The `rule/` directory contains detailed guidelines for prompting AI models to produce Markdown that converts cleanly:

| File | Language | Description |
|:-----|:---------|:------------|
| `rule/ai_gen_doc_rule.md` | Vietnamese | Full rule set — heading structure, LaTeX constraints, code block format, tables, etc. |
| `rule/ai_gen_doc_rule_en.md` | English | Same rules, English version |

**How to use:** Paste the contents of the appropriate rule file into your AI system prompt (or at the start of the conversation) before asking it to write textbook content.

## Contributing

Contributions are welcome.
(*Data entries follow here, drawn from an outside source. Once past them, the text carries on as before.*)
//! Selection-set compilation.
//!
//! Walks a [`TypeGraph`] depth-first and renders the query body. Shapes used
//! from more than one field are compiled once into a named fragment and
//! referenced by spread everywhere else. Variable arguments are collected into
//! a table keyed by variable name, with every usage path recorded.

use crate::describe::ShapeRef;
use crate::document::{Compiled, Fragment, Variable};
use crate::error::CompileError;
use crate::extract::extract;
use crate::graph::{Argument, FieldKind, FieldNode, NodeId, TypeGraph, TypeNode, TYPENAME};
use crate::settings::{CompileOptions, Indent};
use crate::value::Value;
use heck::ToSnakeCase;
use indexmap::IndexMap;

/// Compiles shapes into [`Compiled`] documents.
///
/// The compiler itself holds only options; every call to
/// [`Compiler::compile`] builds fresh extraction and compilation state.
#[derive(Debug, Clone, Default)]
pub struct Compiler {
    options: CompileOptions,
}

impl Compiler {
    pub fn new(options: CompileOptions) -> Self {
        Self { options }
    }

    pub fn options(&self) -> &CompileOptions {
        &self.options
    }

    /// Extract and compile the shape behind `root`.
    ///
    /// Fails with [`CompileError::NilInput`] when `root` is `None` or the root
    /// shape has no visible members.
    pub fn compile(&self, root: Option<&ShapeRef>) -> Result<Compiled, CompileError> {
        let root = root.ok_or(CompileError::NilInput)?;
        let graph = extract(root)?;
        self.compile_graph(&graph)
    }

    /// Compile an already extracted graph.
    pub fn compile_graph(&self, graph: &TypeGraph) -> Result<Compiled, CompileError> {
        let root = graph.root().ok_or(CompileError::NilInput)?;
        let mut state = SelectionCompiler::new(graph, &self.options.indent);
        let is_union = graph.node(root).is_union;
        let body = state.selection_set(root, false, is_union, 0)?;
        Ok(state.finish(body))
    }
}

/// Fragment name for a shape id: the id is split on anything that cannot
/// appear in an identifier, and the segments are joined with only their
/// first character uppercased. `main.HTTPServer` becomes `MainHTTPServer`.
pub fn fragment_name(id: &str) -> String {
    id.split(|c: char| !(c.is_alphanumeric() || c == '_'))
        .filter(|segment| !segment.is_empty())
        .map(|segment| {
            let mut chars = segment.chars();
            match chars.next() {
                Some(first) => first.to_uppercase().chain(chars).collect(),
                None => String::new(),
            }
        })
        .collect()
}

struct VariableSlot {
    variable: Variable,
    explicit: bool,
}

struct SelectionCompiler<'g> {
    graph: &'g TypeGraph,
    indent: Indent,
    fragments: IndexMap<String, Fragment>,
    variables: IndexMap<String, VariableSlot>,
    path: Vec<String>,
}

impl<'g> SelectionCompiler<'g> {
    fn new(graph: &'g TypeGraph, indent: &str) -> Self {
        Self {
            graph,
            indent: Indent::new(indent),
            fragments: IndexMap::new(),
            variables: IndexMap::new(),
            path: Vec::new(),
        }
    }

    fn finish(self, body: String) -> Compiled {
        Compiled {
            body,
            variables: self.variables.into_values().map(|s| s.variable).collect(),
            fragments: self.fragments.into_values().collect(),
        }
    }

    /// Render the selection set of `id`.
    ///
    /// `inline` splices the fields without braces; `union_member` forces the
    /// braces back for `... on Type { }` branches. `level` is the nesting
    /// depth of the enclosing field.
    fn selection_set(
        &mut self,
        id: NodeId,
        inline: bool,
        union_member: bool,
        level: usize,
    ) -> Result<String, CompileError> {
        let graph = self.graph;
        let node = graph.node(id);
        let mut level = level;

        if node.reuse_count > 1 {
            if let Some(fragment) = self.fragments.get(&node.id) {
                let name = fragment.name.clone();
                tracing::trace!(shape = %node.id, fragment = %name, "spreading fragment");
                return Ok(if inline && !union_member {
                    format!("\n{}...{}", self.indent.at(level + 1), name)
                } else {
                    format!("{{ ...{} }}", name)
                });
            }
            // A fragment body starts at the left margin.
            if !inline || union_member {
                level = 0;
            }
        }

        let braced = !inline || union_member;
        let mut buf = String::new();
        if braced {
            buf.push('{');
        }

        let depth = self.path.len();
        let walked = self.fields(node, level, &mut buf);
        self.path.truncate(depth);
        walked?;

        if !braced {
            return Ok(buf);
        }
        buf.push('\n');
        buf.push_str(self.indent.at(level));
        buf.push('}');

        if node.reuse_count > 1 {
            let name = self.unique_fragment_name(&node.id);
            let target_type = node.name.clone().unwrap_or_else(|| name.clone());
            tracing::debug!(shape = %node.id, fragment = %name, "registered fragment");
            let spread = format!("{{ ...{} }}", name);
            self.fragments.insert(
                node.id.clone(),
                Fragment {
                    body: format!("fragment {} on {}{}", name, target_type, buf),
                    name,
                    target_type,
                },
            );
            return Ok(spread);
        }
        Ok(buf)
    }

    /// Distinct shapes can map to the same name (`main.item` and
    /// `main.Item`); later ones get a numeric suffix.
    fn unique_fragment_name(&self, id: &str) -> String {
        let base = fragment_name(id);
        let taken = |name: &str| self.fragments.values().any(|f| f.name == name);
        if !taken(&base) {
            return base;
        }
        let mut n = 2;
        loop {
            let candidate = format!("{}_{}", base, n);
            if !taken(&candidate) {
                tracing::debug!(shape = %id, fragment = %candidate, "fragment name already taken, using suffix");
                return candidate;
            }
            n += 1;
        }
    }

    fn fields(&mut self, node: &'g TypeNode, level: usize, buf: &mut String) -> Result<(), CompileError> {
        let depth = self.path.len();
        for field in &node.fields {
            self.path.truncate(depth);
            self.path.push(field.name.clone());

            if node.is_union {
                self.union_branch(node, field, level, buf)?;
                continue;
            }

            match field.kind {
                FieldKind::Inline(nested) => {
                    if let Some(nested) = nested {
                        let set = self.selection_set(nested, true, false, level)?;
                        buf.push_str(&set);
                    }
                }
                FieldKind::Scalar | FieldKind::Object(_) => {
                    buf.push('\n');
                    buf.push_str(self.indent.at(level + 1));
                    buf.push_str(&field.name);
                    let arguments = self.arguments(field)?;
                    buf.push_str(&arguments);
                    if let FieldKind::Object(Some(nested)) = field.kind {
                        let set = self.selection_set(nested, false, false, level + 1)?;
                        buf.push_str(&set);
                    }
                }
            }
        }
        Ok(())
    }

    fn union_branch(
        &mut self,
        node: &'g TypeNode,
        field: &FieldNode,
        level: usize,
        buf: &mut String,
    ) -> Result<(), CompileError> {
        buf.push('\n');
        buf.push_str(self.indent.at(level + 1));
        if field.name == TYPENAME {
            buf.push_str(&field.name);
            return Ok(());
        }

        let Some(member) = field.kind.nested() else {
            return Err(CompileError::InvalidUnionMember {
                field: field.name.clone(),
                shape: node.label().to_string(),
                path: self.path.join("/"),
            });
        };
        let graph = self.graph;
        let Some(target) = graph.node(member).name.as_deref() else {
            return Err(CompileError::AnonymousUnionMember {
                field: field.name.clone(),
                path: self.path.join("/"),
            });
        };
        buf.push_str("... on ");
        buf.push_str(target);
        buf.push(' ');
        let set = self.selection_set(member, field.kind.is_inline(), true, level + 1)?;
        buf.push_str(&set);
        Ok(())
    }

    /// Render the `(key: value, ...)` clause, or nothing when no argument
    /// produces output.
    fn arguments(&mut self, field: &FieldNode) -> Result<String, CompileError> {
        let mut parts = Vec::with_capacity(field.arguments.len());
        for (key, argument) in &field.arguments {
            let value = match argument {
                Argument::Literal { value } => value.to_literal(),
                Argument::Variable {
                    name,
                    declared_type,
                    default,
                } => {
                    let name = self.variable(key, name.as_deref(), declared_type, default)?;
                    format!("${}", name)
                }
            };
            if value.is_empty() {
                continue;
            }
            parts.push(format!("{}: {}", key, value));
        }
        if parts.is_empty() {
            return Ok(String::new());
        }
        Ok(format!("({})", parts.join(", ")))
    }

    /// Register a use of a variable and return its name.
    fn variable(
        &mut self,
        key: &str,
        explicit: Option<&str>,
        declared_type: &Option<String>,
        default: &Option<Value>,
    ) -> Result<String, CompileError> {
        let name = match explicit {
            Some(name) => name.to_string(),
            None => format!("{}_{}", self.path.join("_"), key)
                .replace(':', "_")
                .to_snake_case(),
        };
        let path = self.path.join("/");

        let Some(slot) = self.variables.get_mut(&name) else {
            tracing::debug!(variable = %name, path = %path, "new variable");
            self.variables.insert(
                name.clone(),
                VariableSlot {
                    variable: Variable {
                        name: name.clone(),
                        declared_type: declared_type.clone(),
                        usage_paths: vec![path],
                        default: default.clone(),
                    },
                    explicit: explicit.is_some(),
                },
            );
            return Ok(name);
        };

        if slot.explicit != explicit.is_some() {
            return Err(CompileError::VariableNameCollision { name, path });
        }
        if slot.variable.declared_type != *declared_type {
            return Err(CompileError::VariableTypeConflict {
                name,
                expected: slot.variable.declared_type.clone(),
                found: declared_type.clone(),
                path,
            });
        }
        tracing::debug!(variable = %name, path = %path, "reusing variable");
        slot.variable.usage_paths.push(path);
        Ok(name)
    }
}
Please open an issue first to discuss what you'd like to change.

1. Fork the repository
2. Create a feature branch (`git checkout -b feature/amazing-feature`)
3. Commit your changes (`git commit -m 'Add amazing feature'`)
4. Push to the branch (`git push origin feature/amazing-feature`)
5. Open a Pull Request

## License

This project is licensed under the MIT License — see the [LICENSE](LICENSE) file for details.